Trace Mountains Announces New Album Lost in the Country, Shares Contemplative Title Track
Photo courtesy of the artist
There’s always a new beginning in an end: In the wake of the 2018 dissolution of LVL UP, the band he co-founded in college, Dave Benton has returned to his Trace Mountains moniker, announcing the April 10 release of his new album, Lost in the Country, on Lame-O Records, and sharing its wonderful title track.
“A lot of the songs on this record feel like a bit of an awakening for me, but this one especially,” says Benton of his new single. “It’s so easy to get caught up in the details of your own life and lose important things along the way. ‘Lost in the Country’ is a song about regret and reaching out for the missing things.”
As Benton’s bio points out, “Lost in the Country” finds him channeling The War on Drugs (the lyric “a deeper understanding” even appears) and Kurt Vile to mesmerizing and poignant effect, with the song’s bright acoustic guitars belying the depth of its somber introspection. Benton recalls a moment at a venue “in the cool dark country,” where he sat, overwhelmed with emotion and, comforted by a stranger, contemplated “The ways we think about ourselves in this moment / in all the years gone by / in all the people that we pass by / in what might happen if we actually looked them in the eye.”

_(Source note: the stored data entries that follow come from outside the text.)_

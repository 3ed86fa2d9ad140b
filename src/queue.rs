//! A bounded, async-aware, multi-producer/multi-consumer FIFO queue.
//!
//! Used for the master session's send/recv queues, the engine's log
//! queue, and each client connection's inbound/outbound queues.

use std::collections::VecDeque;
use std::sync::Arc;

use tokio::sync::{Mutex, Notify};

const DEFAULT_CAPACITY: usize = 4096;

struct Inner<T> {
    items: Mutex<VecDeque<T>>,
    capacity: usize,
    not_empty: Notify,
    not_full: Notify,
    closed: std::sync::atomic::AtomicBool,
}

/// FIFO queue with a fixed capacity. `enqueue` suspends while full,
/// `dequeue` suspends while empty; both wake waiters on state change.
#[derive(Clone)]
pub struct BoundedQueue<T> {
    inner: Arc<Inner<T>>,
}

impl<T> BoundedQueue<T> {
    pub fn new(capacity: usize) -> Self {
        Self {
            inner: Arc::new(Inner {
                items: Mutex::new(VecDeque::new()),
                capacity,
                not_empty: Notify::new(),
                not_full: Notify::new(),
                closed: std::sync::atomic::AtomicBool::new(false),
            }),
        }
    }

    pub async fn enqueue(&self, value: T) {
        loop {
            {
                let mut items = self.inner.items.lock().await;
                if items.len() < self.inner.capacity {
                    items.push_back(value);
                    self.inner.not_empty.notify_one();
                    return;
                }
            }
            self.inner.not_full.notified().await;
        }
    }

    /// Suspends until an item is available or the queue is closed and
    /// drained, in which case it returns `None`.
    pub async fn dequeue(&self) -> Option<T> {
        loop {
            {
                let mut items = self.inner.items.lock().await;
                if let Some(value) = items.pop_front() {
                    self.inner.not_full.notify_one();
                    return Some(value);
                }
                if self.inner.closed.load(std::sync::atomic::Ordering::Acquire) {
                    return None;
                }
            }
            self.inner.not_empty.notified().await;
        }
    }

    pub async fn len(&self) -> usize {
        self.inner.items.lock().await.len()
    }

    /// Idempotent. Wakes every blocked `dequeue` so it can observe
    /// shutdown; items already queued are still returned before `None`.
    pub fn close(&self) {
        self.inner
            .closed
            .store(true, std::sync::atomic::Ordering::Release);
        self.inner.not_empty.notify_waiters();
    }
}

impl<T> Default for BoundedQueue<T> {
    fn default() -> Self {
        Self::new(DEFAULT_CAPACITY)
    }
}

#[cfg(test)]
mod tests {
    use super::*;
    use std::time::Duration;

    #[tokio::test]
    async fn fifo_order_is_preserved() {
        let queue = BoundedQueue::new(8);
        for i in 0..5 {
            queue.enqueue(i).await;
        }
        for i in 0..5 {
            assert_eq!(queue.dequeue().await, Some(i));
        }
    }

    #[tokio::test]
    async fn enqueue_blocks_when_full_then_unblocks() {
        let queue = BoundedQueue::new(1);
        queue.enqueue(1).await;

        let queue2 = queue.clone();
        let mut enqueue_second = tokio_test::task::spawn(async move {
            queue2.enqueue(2).await;
        });
        tokio_test::assert_pending!(enqueue_second.poll());

        assert_eq!(queue.dequeue().await, Some(1));
        tokio_test::assert_ready!(enqueue_second.poll());
        assert_eq!(queue.dequeue().await, Some(2));
    }

    #[tokio::test]
    async fn close_wakes_blocked_dequeue() {
        let queue: BoundedQueue<i32> = BoundedQueue::new(4);
        let queue2 = queue.clone();
        let handle = tokio::spawn(async move { queue2.dequeue().await });

        tokio::time::sleep(Duration::from_millis(20)).await;
        queue.close();
        assert_eq!(handle.await.unwrap(), None);
    }

    #[tokio::test]
    async fn closed_queue_still_drains_pending_items() {
        let queue = BoundedQueue::new(4);
        queue.enqueue(42).await;
        queue.close();
        assert_eq!(queue.dequeue().await, Some(42));
        assert_eq!(queue.dequeue().await, None);
    }
}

Benton released his debut album as Trace Mountains, A Partner to Lean On, in March 2018, just a couple of months before LVL UP’s break-up. He’s since relocated to Kingston, a small city in New York’s Hudson Valley, and made more of an effort to write candidly, “finding a creative process that requires me to be honest with myself,” as he explains. But Lost in the Country is hardly a solo effort, to hear Benton tell it: He credits his collaborators Jim Hill (Slight Of), Sean Henry and Susannah Cutler (Yours Are the Only Ears), as well as his former LVL UP bandmate Greg Rutkin (Cende), as key contributors.